Movie Freak by Owen Gleiberman
Author:Owen Gleiberman
Language: eng
Format: epub
Tags: Biography & Autobiography / Entertainment & Performing Arts
Publisher: Hachette Books
Published: 2016-02-23T05:00:00+00:00
CHAPTER 12
MAKING THE GRADE AT ENTERTAINMENT WEEKLY
By 1991, the American independent film movement was like an exotic hipster houseplant that was growing one quietly flowering bud at a time. Few, including me, had any notion that it was about to turn the movie world upside down. It would be a year before Quentin Tarantino unveiled his debut feature, the cunningly booby-trapped torture-porn heist thriller Reservoir Dogs. It would be three years before the release of Kevin Smith’s naughty-boy talkfest Clerks and five years before Todd Solondz’s squirmy suburban nerdfest Welcome to the Dollhouse. The debut features of Paul Thomas Anderson, Darren Aronofsky, Spike Jonze, Mary Harron, Wes Anderson, Alexander Payne, Doug Liman, David O. Russell, Sofia Coppola, and Christopher Nolan were all years away—at that point, barely a gleam in their creators’ eyes. Independent film was still standing on the sidelines. But I got to write about a great deal of it for Entertainment Weekly, carving out space to review films like the startling drag-queen documentary Paris Is Burning, which I called “a tale of dispossessed youth taking refuge in their own narcissism” (“They want to be beautiful and they want to be rich, and the way they see it, the two states have become virtually inseparable”) or Sean Penn’s The Indian Runner (“Penn is trying to get at gritty American ‘truths’ about love, brutality, and blood ties. Somehow, though, it’s all a bit pat. By now, even these stark themes have the ring of movie conventions”).
One week, I grabbed the chance to nudge a movie on the extreme margins into the spotlight. It was the first time I realized that my critic’s perch might just be a bully pulpit. Todd Haynes, the creator of Superstar: The Karen Carpenter Story (which had stuck in my head ever since I saw it on VHS the night of my 30th birthday party), had made his first movie that was actually going to play in theaters, a cutting-edge queer triptych called Poison. I was eager to see it but didn’t care much for it; it felt like a calculated act of subversion—a kinky academic’s “outlaw” thesis film. I knew the movie was just going to be a dry drop in the ocean, but I wondered: Was there a way I could use it to draw attention to Superstar? And it occurred to me that there was.

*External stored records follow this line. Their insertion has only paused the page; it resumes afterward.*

//! The group identity model.
//!
//! A group is addressed by its owner's [`PublicKey`] and a short opaque key
//! name. The empty key name is reserved: it names the _base group_ that every
//! public key owns implicitly. Base groups are never written to the ledger.
//! They are computed on demand, so a key that has never been seen before still
//! owns exactly one group whose group key is the owner's own key.

pub mod entry;
pub mod error;
pub mod id;
pub mod key_name;
pub mod member;

use self::{id::GroupId, key_name::GroupKeyName};
use crate::key::PublicKey;

/// The identity of `owner`'s base group.
///
/// This is total: every public key has a base group.
///
/// # Examples
///
/// ```
/// # use access_group_core::{group::{default_group, is_reserved_name}, key::PublicKey};
/// let owner = PublicKey::generate(&mut rand::thread_rng());
/// let base = default_group(owner);
/// assert_eq!(base.owner, owner);
/// assert!(is_reserved_name(base.key_name.as_bytes()));
/// ```
pub fn default_group(owner: PublicKey) -> GroupId {
    GroupId::base(owner)
}

/// Whether `name` is reserved for implicit base-group semantics.
///
/// Only the empty name is reserved.
pub fn is_reserved_name(name: &[u8]) -> bool {
    name.is_empty()
}

impl GroupKeyName {
    /// Whether this is the reserved base-group name.
    pub fn is_reserved(&self) -> bool {
        is_reserved_name(self.as_bytes())
    }
}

Superstar was literally an underground film, since Haynes had made it without securing the rights to the Carpenters’ hits, almost all of which were featured in the movie. Legally, this 43-minute Barbie-doll masterpiece couldn’t be shown. The rights were held by Richard Carpenter, and he wasn’t about to give permission to Todd Haynes any more than he would have sanctioned the vandalization of his home. As a sidebar to my review of Poison, I got the idea to write an open letter to Carpenter in the pages of EW, asking him to give Haynes permission. It was just a stunt, but it was my way to sneak in a review of Superstar.